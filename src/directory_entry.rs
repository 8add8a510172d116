/// A single 32-byte FAT directory entry
/// This doesn't include any support for VFAT long filenames or timestamps
use std::fmt::{Display, Formatter, Result as FmtResult};

use crate::error::{FatError, Result};

/// Size of one directory entry in bytes
pub const DIRECTORY_ENTRY_SIZE: usize = 32;

/// Attribute bit: the entry can't be written
pub const ATTRIBUTE_READ_ONLY: u8 = 0x01;
/// Attribute bit: the entry is hidden from normal listings
pub const ATTRIBUTE_HIDDEN: u8 = 0x02;
/// Attribute bit: the entry belongs to the operating system
pub const ATTRIBUTE_SYSTEM: u8 = 0x04;
/// Attribute bit: the entry is the volume label
pub const ATTRIBUTE_VOLUME_LABEL: u8 = 0x08;
/// Attribute bit: the entry is a subdirectory
pub const ATTRIBUTE_DIRECTORY: u8 = 0x10;
/// Attribute bit: the entry was changed since the last backup
pub const ATTRIBUTE_ARCHIVE: u8 = 0x20;

/// First byte of the `.` and `..` entries
pub const WAYPOINT_CHAR: u8 = b'.';

/// First byte of an entry that was deleted
pub const DELETED_ENTRY_MARKER: u8 = 0xE5;

const NAME_OFFSET: usize = 0;
const NAME_LENGTH: usize = 8;
const EXTENSION_LENGTH: usize = 3;
const ATTRIBUTES_OFFSET: usize = 11;
const START_CLUSTER_OFFSET: usize = 26;
const SIZE_OFFSET: usize = 28;

/// Punctuation allowed in an 8.3 name besides letters and digits
const FILENAME_PUNCTUATION: &[u8] = b"$%'-_@~`!()^#&";

fn is_filename_char(c: u8) -> bool {
    c.is_ascii_alphanumeric() || FILENAME_PUNCTUATION.contains(&c)
}

/// Split a candidate 8.3 name into name and extension
/// Returns None if the name isn't a legal 8.3 name
fn split_filename(filename: &str) -> Option<(&str, &str)> {
    let (name, extension) = match filename.split_once('.') {
        Some((name, extension)) if !extension.is_empty() => (name, extension),
        Some(_) => return None,
        None => (filename, ""),
    };

    let valid = !name.is_empty()
        && name.len() <= NAME_LENGTH
        && extension.len() <= EXTENSION_LENGTH
        && name.bytes().all(is_filename_char)
        && extension.bytes().all(is_filename_char);

    valid.then_some((name, extension))
}

/// Return true if `filename` is a legal 8.3 name
///
/// Letters are accepted in either case.  `.` and `..` are not legal names.
///
/// # Examples
///
/// ```
/// use fat_disk_view::directory_entry::is_valid_filename;
///
/// assert!(is_valid_filename("README.TXT"));
/// assert!(is_valid_filename("autoexec.bat"));
/// assert!(!is_valid_filename("LONGFILENAME.TXT"));
/// assert!(!is_valid_filename(".."));
/// ```
pub fn is_valid_filename(filename: &str) -> bool {
    split_filename(filename).is_some()
}

/// Encode a name as the 11 space-padded, uppercase bytes stored on disk
pub fn encode_filename(filename: &str) -> Result<[u8; 11]> {
    let (name, extension) = split_filename(filename).ok_or_else(|| FatError::InvalidName {
        name: filename.to_string(),
    })?;

    let mut raw = [b' '; NAME_LENGTH + EXTENSION_LENGTH];
    raw[..name.len()].copy_from_slice(name.as_bytes());
    raw[NAME_LENGTH..NAME_LENGTH + extension.len()].copy_from_slice(extension.as_bytes());
    raw.make_ascii_uppercase();

    Ok(raw)
}

/// Normalize a name for comparison with decoded entry names
pub fn normalize_filename(filename: &str) -> String {
    filename.to_ascii_uppercase()
}

/// A view of one directory entry over borrowed or owned bytes
///
/// The view reads and writes the underlying bytes directly, so a change
/// made through a `DirectoryEntry<&mut [u8]>` over a disk image is part of
/// the image as soon as the setter returns.
///
/// # Examples
///
/// ```
/// use fat_disk_view::directory_entry::DirectoryEntry;
///
/// let mut data = [0_u8; 32];
/// let mut entry = DirectoryEntry::new(&mut data[..]);
/// entry.set_name("hello.txt").unwrap();
/// entry.set_size(12);
///
/// assert_eq!(entry.name(), "HELLO.TXT");
/// assert_eq!(&data[0..11], b"HELLO   TXT");
/// ```
#[derive(Debug)]
pub struct DirectoryEntry<B> {
    data: B,
}

impl<B: AsRef<[u8]>> DirectoryEntry<B> {
    /// View the first 32 bytes of `data` as a directory entry
    ///
    /// # Panics
    ///
    /// Panics if `data` is shorter than a directory entry.
    pub fn new(data: B) -> Self {
        assert!(
            data.as_ref().len() >= DIRECTORY_ENTRY_SIZE,
            "directory entry needs {} bytes",
            DIRECTORY_ENTRY_SIZE
        );
        DirectoryEntry { data }
    }

    fn bytes(&self) -> &[u8] {
        &self.data.as_ref()[..DIRECTORY_ENTRY_SIZE]
    }

    /// The raw 11-byte name and extension
    pub fn raw_name(&self) -> [u8; 11] {
        let mut raw = [0; 11];
        raw.copy_from_slice(&self.bytes()[NAME_OFFSET..NAME_OFFSET + 11]);
        raw
    }

    /// The filename, without padding, joined as `NAME.EXT`
    /// The dot is left out if there is no extension
    pub fn name(&self) -> String {
        let raw = self.raw_name();
        let name = String::from_utf8_lossy(&raw[..NAME_LENGTH]);
        let extension = String::from_utf8_lossy(&raw[NAME_LENGTH..]);
        let name = name.trim_end_matches(' ');
        let extension = extension.trim_end_matches(' ');

        if extension.is_empty() {
            name.to_string()
        } else {
            format!("{}.{}", name, extension)
        }
    }

    /// The first cluster of the entry's content
    pub fn start_cluster(&self) -> u16 {
        let b = self.bytes();
        u16::from_le_bytes([b[START_CLUSTER_OFFSET], b[START_CLUSTER_OFFSET + 1]])
    }

    /// The attribute byte
    pub fn attributes(&self) -> u8 {
        self.bytes()[ATTRIBUTES_OFFSET]
    }

    /// The size of the content in bytes
    pub fn size(&self) -> u32 {
        let b = self.bytes();
        u32::from_le_bytes([
            b[SIZE_OFFSET],
            b[SIZE_OFFSET + 1],
            b[SIZE_OFFSET + 2],
            b[SIZE_OFFSET + 3],
        ])
    }

    /// True if the directory attribute is set
    pub fn is_directory(&self) -> bool {
        self.attributes() & ATTRIBUTE_DIRECTORY != 0
    }

    /// True if the volume label attribute is set
    pub fn is_volume_label(&self) -> bool {
        self.attributes() & ATTRIBUTE_VOLUME_LABEL != 0
    }

    /// True if the entry has been deleted
    pub fn is_deleted(&self) -> bool {
        self.bytes()[0] == DELETED_ENTRY_MARKER
    }

    /// True if this is the `.` or `..` entry of a subdirectory
    pub fn is_waypoint(&self) -> bool {
        self.bytes()[0] == WAYPOINT_CHAR
    }

    /// True if this slot is unused, which also ends the directory
    pub fn is_end(&self) -> bool {
        self.bytes()[0] == 0
    }
}

impl<B: AsRef<[u8]> + AsMut<[u8]>> DirectoryEntry<B> {
    fn bytes_mut(&mut self) -> &mut [u8] {
        &mut self.data.as_mut()[..DIRECTORY_ENTRY_SIZE]
    }

    /// Set the filename
    ///
    /// Fails with InvalidName, leaving the entry untouched, if `name` isn't a
    /// legal 8.3 name.
    pub fn set_name(&mut self, name: &str) -> Result<()> {
        let raw = encode_filename(name)?;
        self.bytes_mut()[NAME_OFFSET..NAME_OFFSET + 11].copy_from_slice(&raw);
        Ok(())
    }

    /// Set the first cluster of the entry's content
    pub fn set_start_cluster(&mut self, cluster: u16) {
        self.bytes_mut()[START_CLUSTER_OFFSET..START_CLUSTER_OFFSET + 2]
            .copy_from_slice(&cluster.to_le_bytes());
    }

    /// Set the attribute byte
    pub fn set_attributes(&mut self, attributes: u8) {
        self.bytes_mut()[ATTRIBUTES_OFFSET] = attributes;
    }

    /// Set the size of the content in bytes
    pub fn set_size(&mut self, size: u32) {
        self.bytes_mut()[SIZE_OFFSET..SIZE_OFFSET + 4].copy_from_slice(&size.to_le_bytes());
    }

    /// Overwrite the whole entry without validating the name
    ///
    /// This is the only way to write names the 8.3 rules reject, like the
    /// `.` and `..` waypoints.  Every byte not covered by the arguments is
    /// zeroed.
    pub fn initialize(&mut self, raw_name: [u8; 11], attributes: u8, start_cluster: u16, size: u32) {
        let bytes = self.bytes_mut();
        bytes.fill(0);
        bytes[NAME_OFFSET..NAME_OFFSET + 11].copy_from_slice(&raw_name);
        self.set_attributes(attributes);
        self.set_start_cluster(start_cluster);
        self.set_size(size);
    }

    /// Write a `.` (depth one) or `..` (depth two) subdirectory entry
    pub fn initialize_waypoint(&mut self, depth: usize, start_cluster: u16) {
        let mut raw_name = [b' '; 11];
        raw_name[..depth.clamp(1, 2)].fill(WAYPOINT_CHAR);
        self.initialize(raw_name, ATTRIBUTE_DIRECTORY, start_cluster, 0);
    }
}

/// A formatter for displaying FAT directory entries
impl<B: AsRef<[u8]>> Display for DirectoryEntry<B> {
    fn fmt(&self, f: &mut Formatter<'_>) -> FmtResult {
        let name = self.name();
        write!(f, "{:<20}", name)?;
        if self.is_directory() {
            write!(f, "{:>10} ", "<DIR>")?;
        } else {
            write!(f, "{:>10} ", self.size())?;
        }
        write!(f, "start_of_file: 0x{:<4X}", self.start_cluster())
    }
}
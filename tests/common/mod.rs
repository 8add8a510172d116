//! Freshly formatted disk images for the integration tests
#![allow(dead_code)]

#[path = "../../src/testing.rs"]
mod testing;

pub use testing::{blank_image, BlankImage};

/// 720K double-sided floppy: 80 tracks, 2 sides, 9 sectors per track,
/// 1024 byte clusters
pub fn floppy_720k() -> Vec<u8> {
    blank_image(&BlankImage::default())
}

/// Offset of the first FAT on the 720K floppy
pub const FLOPPY_FAT: usize = 0x200;

/// Offset of the second FAT on the 720K floppy
pub const FLOPPY_BACKUP_FAT: usize = 0x200 + 5 * 512;

/// 4M volume with 512 byte clusters, enough of them to need FAT16
pub fn fat16_4m() -> Vec<u8> {
    blank_image(&BlankImage::fat16())
}

/// Offset of the first FAT on the 4M volume
pub const FAT16_FAT: usize = 0x200;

## What to work on
Nothing but an exact copy of the lines from the first one above through the line holding "byte of the" should be returned.

## Result
filename src/directory_entry.rs
repository 8add8a510172d116
/// A single 32-byte FAT directory entry
/// This doesn't include any support for VFAT long filenames or timestamps
use std::fmt::{Display, Formatter, Result as FmtResult};

use crate::error::{FatError, Result};

/// Size of one directory entry in bytes
pub const DIRECTORY_ENTRY_SIZE: usize = 32;

/// Attribute bit: the entry can't be written
pub const ATTRIBUTE_READ_ONLY: u8 = 0x01;
/// Attribute bit: the entry is hidden from normal listings
pub const ATTRIBUTE_HIDDEN: u8 = 0x02;
/// Attribute bit: the entry belongs to the operating system
pub const ATTRIBUTE_SYSTEM: u8 = 0x04;
/// Attribute bit: the entry is the volume label
pub const ATTRIBUTE_VOLUME_LABEL: u8 = 0x08;
/// Attribute bit: the entry is a subdirectory
pub const ATTRIBUTE_DIRECTORY: u8 = 0x10;
/// Attribute bit: the entry was changed since the last backup
pub const ATTRIBUTE_ARCHIVE: u8 = 0x20;

/// First byte of the `.` and `..` entries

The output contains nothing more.